(Stored items)
******************************

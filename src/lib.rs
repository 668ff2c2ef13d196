//! Mount Guide: dual-axis guide-session controller for telescope mounts
//!
//! Autoguiders and hand controllers nudge a mount axis at a chosen rate for a
//! bounded time. This crate validates each request against the mount's limits
//! and state, applies it either as an offset to the tracking rate or as an
//! independent timed slew, and supervises it until it stops or times out.
//!
//! # Core Concepts
//!
//! - **Sessions**: one per axis, idle, offset-mode, slew-mode or braking
//! - **Admission**: fault, park, motion, limit and error checks, first failure wins
//! - **Polling**: the control tick confirms brakes and enforces deadlines
//! - **Collaborators**: actuators, position model and tracking compositor
//!   are traits in [`hal`]
//!
//! # Example
//!
//! ```rust
//! use mount_guide::core::{Axis, GuideAction, GuideRateSelect, MountState};
//! use mount_guide::testing::test_controller;
//!
//! let mut controller = test_controller();
//! let mount = MountState::default();
//!
//! controller
//!     .start(Axis::Axis2, GuideAction::Reverse, GuideRateSelect::EightX, 5_000, &mount)
//!     .unwrap();
//! controller.stop(Axis::Axis2);
//! assert_eq!(controller.session(Axis::Axis2).action(), GuideAction::Break);
//!
//! controller.actuator_mut(Axis::Axis2).finish_slew();
//! controller.poll();
//! assert!(controller.is_idle());
//! ```

pub mod config;
pub mod core;
pub mod error;
pub mod guide;
pub mod hal;
pub mod status;
pub mod testing;

// Re-export commonly used types
pub use config::GuideConfig;
pub use crate::core::{Axis, Direction, GuideAction, GuideRateSelect, MountState, Tick};
pub use error::{GuideError, GuideResult};
pub use guide::{GuideController, GuideSession};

******************************

The records above need to be transcribed in full. Keep every character unchanged.

■ Exercise response
filename src/lib.rs
repository 668ff2c2ef13d196
//! Mount Guide: dual-axis guide-session controller for telescope mounts
//!
//! Autoguiders and hand controllers nudge a mount axis at a chosen rate for a
//! bounded time. This crate validates each request against the mount's limits
//! and state, applies it either as an offset to the tracking rate or as an
//! independent timed slew, and supervises it until it stops or times out.
//!
//! # Core Concepts
//!
//! - **Sessions**: one per axis, idle, offset-mode, slew-mode or braking
//! - **Admission**: fault, park, motion, limit and error checks, first failure wins
//! - **Polling**: the control tick confirms brakes and enforces deadlines
//! - **Collaborators**: actuators, position model and tracking compositor
//!   are traits in [`hal`]
//!
//! # Example
//!
//! ```rust
//! use mount_guide::core::{Axis, GuideAction, GuideRateSelect, MountState};
//! use mount_guide::testing::test_controller;
//!
//! let mut controller = test_controller();
//! let mount = MountState::default();
//!
//! controller
//!     .start(Axis::Axis2, GuideAction::Reverse, GuideRateSelect::EightX, 5_000, &mount)
//!     .unwrap();
//! controller.stop(Axis::Axis2);
//! assert_eq!(controller.session(Axis::Axis2).action(), GuideAction::Break);
//!
//! controller.actuator_mut(Axis::Axis2).finish_slew();
//! controller.poll();
//! assert!(controller.is_idle());
//! ```

pub mod config;
pub mod core;
pub mod error;
pub mod guide;
pub mod hal;
pub mod status;
pub mod testing;

// Re-export commonly used types
pub use config::GuideConfig;
pub use crate::core::{Axis, Direction, GuideAction, GuideRateSelect, MountState, Tick};
pub use error::{GuideError, GuideResult};
pub use guide::{GuideController, GuideSession};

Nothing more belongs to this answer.